SNAPSHOT: WILDLIFE PHOTOGRAPHY WITH TESNI WARD
Olympus Ambassador Tesni Ward shares her recommended kit and techniques for wildlife photography, and how she prepares…
Whilst I may have dreamt of becoming a full-time photographer, it was just that: an unreachable dream that very few people ever successfully achieved. The position I was put in was the catalyst I needed to give it my best shot, pardon the pun. As I’ve never had any formal training or attended any courses on photography, my knowledge and style have evolved through making mistakes and learning from them. Photography has also enhanced my appreciation of wildlife – it’s hard to not get immersed in their world.
With wildlife photography, I believe the welfare of the animal must always come first – if capturing a great image will be to the detriment of the animal, find another way to get it. With this in mind, the first stages of any project are more often than not the most important, and involve a lot of work and research behind the scenes. Where is there potential for finding a certain species? What do I need to know about the animal, its behaviour and habits beforehand? What is the forecast for the day(s) I plan on being there? Are there any risks or precautions I need to take? Does the animal have legal protection that I need to be aware of? Understanding all these points will increase the chances of me finding and successfully photographing the animal in question. Sometimes the answers are easy to come by, but sometimes they take longer to crack.

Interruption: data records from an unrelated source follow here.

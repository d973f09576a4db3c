use std::path::PathBuf;
use thiserror::Error;

/// Failures that end a run early.
///
/// Upstream and verification problems never show up here; they are skipped
/// and reported as progress.
#[derive(Debug, Error)]
pub enum PipelineError {
    /// Domain list file does not exist
    #[error("{} not found in the directory", .0.display())]
    InputMissing(PathBuf),

    /// Domain list exists but could not be read or parsed
    #[error("failed to read {}: {reason}", .path.display())]
    InputRead { path: PathBuf, reason: String },

    /// A row without a usable domain in its first column
    #[error("row {row} of {} has no domain in its first column", .path.display())]
    InputMalformed { path: PathBuf, row: u64 },

    /// Writing a result row to the database failed
    #[error("failed to persist result for {email}: {reason}")]
    Persistence { email: String, reason: String },

    /// Writing the summary file failed
    #[error("failed to write {}: {reason}", .path.display())]
    SummaryWrite { path: PathBuf, reason: String },
}

impl PipelineError {
    /// Input problems are the caller's fault and abort before any work.
    pub fn is_input_error(&self) -> bool {
        matches!(
            self,
            PipelineError::InputMissing(_)
                | PipelineError::InputRead { .. }
                | PipelineError::InputMalformed { .. }
        )
    }
}

/// Why a run ended before writing its summary.
#[derive(Debug, Error)]
pub enum RunFailure {
    #[error(transparent)]
    Pipeline(#[from] PipelineError),

    /// The run task panicked or was cancelled
    #[error("run failed unexpectedly")]
    Crashed,
}

impl RunFailure {
    pub fn is_input_error(&self) -> bool {
        matches!(self, RunFailure::Pipeline(e) if e.is_input_error())
    }
}
// Business domains
pub mod emails;
use std::path::Path;

use crate::domains::emails::errors::PipelineError;
use crate::domains::emails::models::VerificationResult;

pub const SUMMARY_HEADER: [&str; 3] = ["Domain", "Email", "Valid"];

/// Rewrite the summary file: header plus one row per result, in order.
///
/// Returns the number of data rows written.
pub fn write_summary(path: &Path, results: &[VerificationResult]) -> Result<usize, PipelineError> {
    let write_error = |e: csv::Error| PipelineError::SummaryWrite {
        path: path.to_path_buf(),
        reason: e.to_string(),
    };

    let mut writer = csv::Writer::from_path(path).map_err(write_error)?;
    writer.write_record(SUMMARY_HEADER).map_err(write_error)?;
    for result in results {
        writer
            .write_record([
                result.domain.as_str(),
                result.email.as_str(),
                if result.valid { "true" } else { "false" },
            ])
            .map_err(write_error)?;
    }
    writer.flush().map_err(|e| PipelineError::SummaryWrite {
        path: path.to_path_buf(),
        reason: e.to_string(),
    })?;

    Ok(results.len())
}
use std::time::Duration;

use axum::{extract::Extension, http::StatusCode, Json};
use serde::Serialize;
use sqlx::SqlitePool;

use crate::server::app::AxumAppState;

const DB_PROBE_TIMEOUT: Duration = Duration::from_secs(5);

#[derive(Debug, Serialize)]
pub struct HealthReport {
    pub healthy: bool,
    /// `"ok"` or the reason the store did not answer
    pub store: String,
    pub stored_results: Option<i64>,
    /// `"connected"` or `"disabled"`; progress mirroring is optional
    pub broker: &'static str,
    pub run_in_progress: bool,
}

/// GET /health
///
/// 503 only when the result store is unusable.
pub async fn health_handler(
    Extension(state): Extension<AxumAppState>,
) -> (StatusCode, Json<HealthReport>) {
    let deps = &state.deps;
    let stored = count_results(&deps.db_pool).await;

    let report = HealthReport {
        healthy: stored.is_ok(),
        store: match &stored {
            Ok(_) => "ok".to_string(),
            Err(reason) => reason.clone(),
        },
        stored_results: stored.ok(),
        broker: if deps.broker.is_some() { "connected" } else { "disabled" },
        run_in_progress: deps.run_lock.try_lock().is_err(),
    };

    let status = if report.healthy {
        StatusCode::OK
    } else {
        StatusCode::SERVICE_UNAVAILABLE
    };
    (status, Json(report))
}

async fn count_results(pool: &SqlitePool) -> Result<i64, String> {
    let query = sqlx::query_scalar::<_, i64>("SELECT COUNT(*) FROM emails").fetch_one(pool);
    match tokio::time::timeout(DB_PROBE_TIMEOUT, query).await {
        Ok(Ok(count)) => Ok(count),
        Ok(Err(e)) => Err(format!("query failed: {}", e)),
        Err(_) => Err("query timed out".to_string()),
    }
}
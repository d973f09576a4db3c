// HTTP routes
pub mod find_emails;
pub mod health;
pub mod stream;

pub use find_emails::*;
pub use health::*;
pub use stream::*;
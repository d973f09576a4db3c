use lazy_static::lazy_static;
use regex::Regex;
use std::collections::{BTreeSet, HashSet};

use cc_archive::CapturedPage;

lazy_static! {
    // Loose shape match: local@host.rest. Not RFC 5322; false positives are accepted.
    static ref EMAIL_REGEX: Regex =
        Regex::new(r"[a-zA-Z0-9_.+-]+@[a-zA-Z0-9-]+\.[a-zA-Z0-9.-]+").unwrap();
}

/// Every distinct email-shaped substring in `text`.
pub fn extract_emails(text: &str) -> HashSet<String> {
    EMAIL_REGEX
        .find_iter(text)
        .map(|m| m.as_str().to_string())
        .collect()
}

/// Union of the addresses found on all pages of one domain.
///
/// Sorted so verification and progress lines come out in a stable order.
pub fn extract_from_pages(pages: &[CapturedPage]) -> BTreeSet<String> {
    pages
        .iter()
        .flat_map(|page| extract_emails(&page.content))
        .collect()
}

You’ll find me using the Olympus OM-D E-M1 Mark II with the M.Zuiko 300mm F4 attached, for 95% of the time. However, there’s always the scope for different lenses depending on the style of image I’m eager to achieve, and I try and take a range with me wherever I go. If there’s the chance that I might get closer, making the animal fill more of the frame, or I want to include more of the habitat in my images, I’ll opt for the 40-150mm F2.8, 12-40mm F2.8 or 7-14mm F2.8.
If it’s my first visit to a new site, I will often spend more time assessing the area and trying to identify where there’s potential rather than moving straight into taking pictures. What angle will be best for the light? Where will the animal likely appear? Where can I sit/lie to ensure the animal doesn’t notice me? If appropriate, the behaviour and temperament of the animal will dictate how, if and when I approach, but my approach is always cautious and slow, usually taking over an hour to move into the best position. Using the silent shutter on the OM-D E-M1 Mark II allows me to almost eliminate any noise coming from me, and wearing clothes that match my surroundings can help even further.